Pachyderm Docs: Spout

A spout is a type of pipeline that ingests streaming data from an outside source (message queue, database transactions logs, event notifications… ) as schematized in the diagram below.

spout-tldr

Generally, spout pipelines are ideal for situations when the frequency of new incoming data is sporadic, and the latency requirement to start the processing is short.

In these workloads, a regular pipeline with a cron input that polls for new data at a consistent time interval might not be an optimal solution.

A spout pipeline differs from regular pipelines in many ways:

its code runs continuously, waiting for new events.
it does not take an input repo. Instead, it consumes data from an outside source.
the pipeline’s output repo, pfs/out is not directly accessible. To write into the output repo, you will need to use the put file API call via any of the following:
- the CLI (pachctl put file)
- one of the Pachyderm’s SDKs (for golang or Python )
- or your own API client.
Pachyderm CLI (pachctl) is packaged in the base image of your spout as well as your authentication information. As a result, the authentication is seamless when using pachctl.

ℹ️

Support for a transparent authentication in our SDKs is coming soon. In the meantime, check our Spout 101 example at the end of this page to learn how to retrieve and inject your authentication token into your API client.

To create a spout pipeline, you will need:

A source of streaming data.
A Docker container with your spout code that connects to, reads, transforms, and pushes data from the data source to your output repo.
A spout pipeline specification file that uses your container.

ℹ️

It is important to remember that you will need to use a put file API call from a client of your choice to push your data into the pipeline output repository. Having the entire Pachyderm API available to you allows you to package data into commits and transactions at the granularity your problem requires.

A minimum spout specification must include the following parameters in the pipeline specification:

Parameter	Description
`name`	The name of your data pipeline and the output repository. You can set an arbitrary name that is meaningful to the code you want to run.
`spout`	This attribute can be left empty. Optional: Add a `service` field to expose your spout as a service.
`transform`	Specifies the command that you want to call to ingest your data and the Docker image it is packaged in.

xs Here is an example of a minimum spout pipeline specification:

ℹ️

The env property is an optional argument.

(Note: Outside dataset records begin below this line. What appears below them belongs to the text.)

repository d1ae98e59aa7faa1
use candle_core::{Device, Tensor, DType};
use bfsi_embed::masked_mean_l2;

#[test]
fn masked_mean_l2_basic() {
    let dev = Device::Cpu;
    // Two tokens with hidden dim 4; second token is masked out.
    let h = Tensor::from_slice(&[1.0f32, 2.0, 3.0, 4.0,  // token 0
                                 5.0, 6.0, 7.0, 8.0],    // token 1
                               (1, 2, 4), &dev).unwrap();
    let mask = Tensor::from_slice(&[1i64, 0i64], (1, 2), &dev).unwrap()
        .to_dtype(DType::F32).unwrap();
    let out = masked_mean_l2(&h, &mask).unwrap();
    let v: Vec<Vec<f32>> = out.to_vec2().unwrap();
    let v = &v[0];
    let norm: f32 = (1.0f32*1.0 + 2.0*2.0 + 3.0*3.0 + 4.0*4.0).sqrt();
    let expected = [1.0/norm, 2.0/norm, 3.0/norm, 4.0/norm];
    for (a,b) in v.iter().cloned().zip(expected) {
        assert!((a - b).abs() < 1e-5, "a={} b={}", a, b);
    }
}

#[test]
fn masked_mean_l2_rejects_rank_two_input() {
    let dev = Device::Cpu;
    let h = Tensor::zeros((2, 4), DType::F32, &dev).unwrap();
    let mask = Tensor::ones((2, 1), DType::F32, &dev).unwrap();
    assert!(masked_mean_l2(&h, &mask).is_err());
}
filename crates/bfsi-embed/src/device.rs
use candle_core::Device;
use tracing::info;

pub fn select_device() -> Device {
    #[cfg(feature = "metal")]
    {
        if let Ok(dev) = Device::new_metal(0) { info!("device: Metal (MPS)"); return dev; }
    }
    info!("device: CPU");
    Device::Cpu
}
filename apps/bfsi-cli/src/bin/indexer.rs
use std::path::PathBuf;

use clap::Parser;

use bfsi_cli::{init_tracing, load_settings};
use bfsi_core::data_processor::DataProcessor;
use bfsi_embed::get_default_embedder;
use bfsi_vector::{DocumentRetriever, IngestReport};

#[derive(Parser)]
#[command(name = "bfsi-indexer", about = "Chunk and store the knowledge base (skipped if already populated)")]
struct Args {
    /// Knowledge-base directory; defaults to `retriever.kb_dir`.
    dir: Option<PathBuf>,

    #[arg(long)]
    config_dir: Option<PathBuf>,
}

#[tokio::main]
async fn main() -> anyhow::Result<()> {
    init_tracing();
    let args = Args::parse();
    let settings = load_settings(args.config_dir.as_deref())?;
    let kb_dir = args.dir.unwrap_or_else(|| settings.retriever.kb_dir.clone());

    let embedder = get_default_embedder(&settings.embedding)?;
    let retriever = DocumentRetriever::open(&settings.retriever, embedder).await;
    let processor = DataProcessor::with_min_chunk_chars(settings.retriever.min_chunk_chars);
    match retriever.ingest(&kb_dir, &processor).await? {
        IngestReport::Ingested { chunks } => println!("Ingested {} chunks from {}", chunks, kb_dir.display()),
        IngestReport::AlreadyPopulated { existing } => {
            let since = retriever.meta("ingested_at").await?.unwrap_or_else(|| "an unknown time".to_string());
            println!("Store already holds {} chunks (ingested {}); nothing to do", existing, since);
        }
        IngestReport::Unavailable => {
            let reason = retriever.unavailable_reason().unwrap_or("unknown");
            anyhow::bail!("vector store unavailable: {}", reason);
        }
    }
    Ok(())
}
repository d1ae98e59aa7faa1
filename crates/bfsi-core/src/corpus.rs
use std::fs;
use std::path::Path;

use crate::error::{Error, Result};
use crate::types::QaEntry;

/// Read a JSON array of `{instruction, input, output}` objects.
///
/// A missing file is reported as `Error::NotFound` so callers can degrade to
/// an empty index; anything unreadable or malformed is `Error::Operation`.
pub fn load_corpus(path: &Path) -> Result<Vec<QaEntry>> {
    if !path.exists() {
        return Err(Error::NotFound(format!("corpus file {}", path.display())));
    }
    let raw = fs::read_to_string(path)
        .map_err(|e| Error::Operation(format!("reading {}: {e}", path.display())))?;
    serde_json::from_str(&raw)
        .map_err(|e| Error::Operation(format!("parsing {}: {e}", path.display())))
}

#[cfg(test)]
mod tests {
    use super::*;

    #[test]
    fn missing_file_is_not_found() {
        let tmp = tempfile::TempDir::new().unwrap();
        let err = load_corpus(&tmp.path().join("nope.json")).unwrap_err();
        assert!(matches!(err, Error::NotFound(_)));
    }

    #[test]
    fn preserves_order() {
        let tmp = tempfile::TempDir::new().unwrap();
        let path = tmp.path().join("dataset.json");
        fs::write(
            &path,
            r#"[{"instruction":"a","input":"","output":"1"},{"instruction":"b","input":"","output":"2"}]"#,
        )
        .unwrap();
        let entries = load_corpus(&path).unwrap();
        assert_eq!(entries.len(), 2);
        assert_eq!(entries[0].instruction, "a");
        assert_eq!(entries[1].output, "2");
    }

    #[test]
    fn malformed_json_is_operation_error() {
        let tmp = tempfile::TempDir::new().unwrap();
        let path = tmp.path().join("dataset.json");
        fs::write(&path, "{not json").unwrap();
        assert!(matches!(load_corpus(&path), Err(Error::Operation(_))));
    }
}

You can define your data stream source from within the container in which you run your script. For simplicity, in this example, env specifies the source of the Kafka host.

{
  "pipeline": {
    "name": "my-spout"
  },
    "spout": {
  },
  "transform": {
    "cmd": [ "go", "run", "./main.go" ],
    "image": "myaccount/myimage:0.1",
    "env": {
        "HOST": "kafkahost",
        "TOPIC": "mytopic",
        "PORT": "9092"
    }
  }
}

Example #

For a first overview of how spouts work, see our spout101 example.